### ENTRIES PROVIDED

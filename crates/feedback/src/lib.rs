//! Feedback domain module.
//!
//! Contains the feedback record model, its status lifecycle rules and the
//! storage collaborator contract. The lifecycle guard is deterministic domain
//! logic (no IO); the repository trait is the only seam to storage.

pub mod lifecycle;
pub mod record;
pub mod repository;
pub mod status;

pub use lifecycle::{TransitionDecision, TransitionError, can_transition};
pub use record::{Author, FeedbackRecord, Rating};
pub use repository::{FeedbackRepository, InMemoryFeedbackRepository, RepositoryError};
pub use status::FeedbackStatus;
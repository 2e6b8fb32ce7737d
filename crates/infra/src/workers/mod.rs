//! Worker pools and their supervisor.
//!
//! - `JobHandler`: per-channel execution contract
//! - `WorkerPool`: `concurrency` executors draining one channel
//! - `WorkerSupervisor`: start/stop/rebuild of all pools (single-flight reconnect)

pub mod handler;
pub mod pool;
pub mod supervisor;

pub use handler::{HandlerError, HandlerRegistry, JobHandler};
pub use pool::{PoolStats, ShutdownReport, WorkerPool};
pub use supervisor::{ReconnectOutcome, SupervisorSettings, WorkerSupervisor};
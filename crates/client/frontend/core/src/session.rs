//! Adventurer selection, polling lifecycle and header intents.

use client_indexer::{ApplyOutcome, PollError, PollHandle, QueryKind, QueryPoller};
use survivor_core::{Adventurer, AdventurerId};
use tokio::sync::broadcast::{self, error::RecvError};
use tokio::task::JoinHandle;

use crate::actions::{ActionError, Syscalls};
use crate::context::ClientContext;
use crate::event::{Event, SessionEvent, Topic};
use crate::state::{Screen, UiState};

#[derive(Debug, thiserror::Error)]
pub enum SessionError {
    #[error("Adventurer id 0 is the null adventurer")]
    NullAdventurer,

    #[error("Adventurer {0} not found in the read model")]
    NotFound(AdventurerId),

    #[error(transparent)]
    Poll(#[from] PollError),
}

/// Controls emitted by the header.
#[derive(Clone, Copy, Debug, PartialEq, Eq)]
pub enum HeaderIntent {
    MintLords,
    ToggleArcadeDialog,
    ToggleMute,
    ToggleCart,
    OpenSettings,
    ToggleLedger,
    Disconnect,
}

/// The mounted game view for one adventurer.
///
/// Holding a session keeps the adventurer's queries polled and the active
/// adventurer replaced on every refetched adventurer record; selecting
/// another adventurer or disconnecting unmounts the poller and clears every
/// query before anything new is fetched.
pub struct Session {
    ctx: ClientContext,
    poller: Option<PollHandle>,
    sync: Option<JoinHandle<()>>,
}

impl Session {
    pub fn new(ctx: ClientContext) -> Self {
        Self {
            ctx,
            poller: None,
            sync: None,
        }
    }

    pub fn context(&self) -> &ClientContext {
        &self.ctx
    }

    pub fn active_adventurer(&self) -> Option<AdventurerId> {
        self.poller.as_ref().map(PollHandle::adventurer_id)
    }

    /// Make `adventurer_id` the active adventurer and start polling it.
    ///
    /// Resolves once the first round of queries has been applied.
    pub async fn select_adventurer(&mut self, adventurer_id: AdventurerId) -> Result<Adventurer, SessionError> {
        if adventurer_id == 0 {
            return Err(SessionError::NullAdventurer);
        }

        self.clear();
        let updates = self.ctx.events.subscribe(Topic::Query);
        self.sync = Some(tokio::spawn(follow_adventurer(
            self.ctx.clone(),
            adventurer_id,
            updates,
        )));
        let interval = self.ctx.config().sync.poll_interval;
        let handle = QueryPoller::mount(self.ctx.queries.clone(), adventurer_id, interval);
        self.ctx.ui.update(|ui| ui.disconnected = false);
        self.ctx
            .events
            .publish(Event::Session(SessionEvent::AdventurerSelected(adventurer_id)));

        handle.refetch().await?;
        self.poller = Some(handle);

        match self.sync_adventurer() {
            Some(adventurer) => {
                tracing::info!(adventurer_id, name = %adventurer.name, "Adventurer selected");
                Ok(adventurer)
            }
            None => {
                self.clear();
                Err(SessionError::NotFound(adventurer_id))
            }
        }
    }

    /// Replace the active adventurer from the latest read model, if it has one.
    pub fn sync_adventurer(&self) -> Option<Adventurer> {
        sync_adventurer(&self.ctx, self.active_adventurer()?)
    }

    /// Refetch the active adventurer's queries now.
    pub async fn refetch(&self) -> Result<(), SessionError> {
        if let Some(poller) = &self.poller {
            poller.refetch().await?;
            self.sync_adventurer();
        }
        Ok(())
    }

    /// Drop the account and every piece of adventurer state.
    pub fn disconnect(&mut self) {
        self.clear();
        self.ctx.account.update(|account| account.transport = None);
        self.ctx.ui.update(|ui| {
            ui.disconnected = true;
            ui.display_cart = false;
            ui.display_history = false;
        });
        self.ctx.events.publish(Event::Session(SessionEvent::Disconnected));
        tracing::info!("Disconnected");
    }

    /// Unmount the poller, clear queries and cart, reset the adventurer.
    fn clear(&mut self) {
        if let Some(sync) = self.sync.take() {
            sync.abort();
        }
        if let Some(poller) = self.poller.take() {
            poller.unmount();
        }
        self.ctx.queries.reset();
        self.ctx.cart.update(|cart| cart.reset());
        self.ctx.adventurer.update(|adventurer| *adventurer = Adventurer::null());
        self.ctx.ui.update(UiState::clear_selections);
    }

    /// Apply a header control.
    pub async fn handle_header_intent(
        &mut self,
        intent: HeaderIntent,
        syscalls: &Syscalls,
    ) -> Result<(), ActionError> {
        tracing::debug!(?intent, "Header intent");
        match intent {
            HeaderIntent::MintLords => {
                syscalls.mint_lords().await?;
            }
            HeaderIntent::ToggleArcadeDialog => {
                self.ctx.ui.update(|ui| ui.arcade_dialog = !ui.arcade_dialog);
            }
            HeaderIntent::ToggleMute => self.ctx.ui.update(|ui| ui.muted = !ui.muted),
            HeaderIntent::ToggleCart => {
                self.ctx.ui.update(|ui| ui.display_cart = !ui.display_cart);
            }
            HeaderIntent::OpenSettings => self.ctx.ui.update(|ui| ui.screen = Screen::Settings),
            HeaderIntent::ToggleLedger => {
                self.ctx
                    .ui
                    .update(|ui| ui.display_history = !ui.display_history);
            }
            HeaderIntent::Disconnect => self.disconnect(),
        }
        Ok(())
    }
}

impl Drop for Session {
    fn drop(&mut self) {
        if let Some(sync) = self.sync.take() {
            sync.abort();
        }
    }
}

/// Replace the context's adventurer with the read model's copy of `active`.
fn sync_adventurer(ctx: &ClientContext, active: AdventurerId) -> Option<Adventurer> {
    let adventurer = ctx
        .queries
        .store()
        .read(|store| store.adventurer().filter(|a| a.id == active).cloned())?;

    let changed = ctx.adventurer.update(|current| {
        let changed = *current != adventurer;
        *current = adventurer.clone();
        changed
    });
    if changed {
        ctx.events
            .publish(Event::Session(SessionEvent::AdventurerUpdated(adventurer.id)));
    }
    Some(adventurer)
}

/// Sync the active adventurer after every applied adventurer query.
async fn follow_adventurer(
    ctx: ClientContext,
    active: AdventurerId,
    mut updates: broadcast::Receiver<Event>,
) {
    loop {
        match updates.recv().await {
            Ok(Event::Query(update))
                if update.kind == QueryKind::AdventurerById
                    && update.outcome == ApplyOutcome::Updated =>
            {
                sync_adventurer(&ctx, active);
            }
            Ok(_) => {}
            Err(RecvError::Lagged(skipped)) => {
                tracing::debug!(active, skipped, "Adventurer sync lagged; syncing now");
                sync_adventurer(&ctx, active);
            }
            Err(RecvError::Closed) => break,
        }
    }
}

######

WHAT IS REQUIRED: Some lines of the data may hold the word "enum". Say how many do, with nothing else.

YOUR SOLUTION: 2